What to produce =
Go line by line through the entries below and count those containing the string "message"; give only the count.

------------------------------------

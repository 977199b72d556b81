//! HTTP front door error types

use axum::{
    Json,
    http::StatusCode,
    response::{IntoResponse, Response},
};
use serde::Serialize;
use smtpflow_delivery::SubmissionError;
use smtpflow_store::StoreError;
use thiserror::Error;

/// Errors that can occur while running the HTTP server
#[derive(Debug, Error)]
pub enum HttpError {
    /// Failed to bind to the specified address
    #[error("Failed to bind HTTP server to {address}: {source}")]
    BindError {
        address: String,
        source: std::io::Error,
    },

    /// HTTP server encountered a runtime error
    #[error("HTTP server error: {0}")]
    ServerError(String),
}

/// One rejected field of an API request.
#[derive(Debug, Clone, PartialEq, Eq, Serialize)]
pub struct FieldError {
    pub field: &'static str,
    pub message: String,
}

impl FieldError {
    pub fn new(field: &'static str, message: impl Into<String>) -> Self {
        Self {
            field,
            message: message.into(),
        }
    }
}

/// A request that could not be served, rendered as a JSON body.
#[derive(Debug, Error)]
pub enum ApiError {
    #[error("Unauthorized")]
    Unauthorized,

    #[error("Invalid request")]
    Validation(Vec<FieldError>),

    #[error("Missing tracking_id")]
    MissingTrackingId,

    #[error("Not found")]
    NotFound,

    #[error(transparent)]
    Submission(#[from] SubmissionError),

    #[error("Storage unavailable: {0}")]
    Store(#[from] StoreError),
}

impl ApiError {
    #[must_use]
    pub const fn status(&self) -> StatusCode {
        match self {
            Self::Unauthorized => StatusCode::UNAUTHORIZED,
            Self::Validation(_) | Self::MissingTrackingId => StatusCode::BAD_REQUEST,
            Self::NotFound => StatusCode::NOT_FOUND,
            Self::Submission(err) => match err {
                SubmissionError::QuotaExceeded { .. } => StatusCode::TOO_MANY_REQUESTS,
                SubmissionError::Malformed(_) => StatusCode::BAD_REQUEST,
                SubmissionError::Relay(_) => StatusCode::BAD_GATEWAY,
                SubmissionError::Store(_) => StatusCode::SERVICE_UNAVAILABLE,
            },
            Self::Store(_) => StatusCode::SERVICE_UNAVAILABLE,
        }
    }
}

impl IntoResponse for ApiError {
    fn into_response(self) -> Response {
        let status = self.status();

        if status.is_server_error() {
            tracing::error!(%status, "{self}");
        }

        match self {
            Self::Validation(errors) => {
                (status, Json(serde_json::json!({ "errors": errors }))).into_response()
            }
            err => (status, Json(serde_json::json!({ "error": err.to_string() }))).into_response(),
        }
    }
}

#[cfg(test)]
mod tests {
    use smtpflow_delivery::RelayError;

    use super::*;

    #[test]
    fn statuses() {
        assert_eq!(ApiError::Unauthorized.status(), StatusCode::UNAUTHORIZED);
        assert_eq!(
            ApiError::from(SubmissionError::QuotaExceeded { used: 5, limit: 5 }).status(),
            StatusCode::TOO_MANY_REQUESTS
        );
        assert_eq!(
            ApiError::from(SubmissionError::Relay(RelayError::Unavailable("down".into())))
                .status(),
            StatusCode::BAD_GATEWAY
        );
    }

    #[test]
    fn display() {
        assert_eq!(
            ApiError::from(SubmissionError::QuotaExceeded { used: 5, limit: 5 }).to_string(),
            "Monthly limit reached (5/5)"
        );
        assert_eq!(ApiError::MissingTrackingId.to_string(), "Missing tracking_id");

        let err = HttpError::ServerError("boom".into());
        assert_eq!(err.to_string(), "HTTP server error: boom");
    }
}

------------------------------------

Response to this task =
3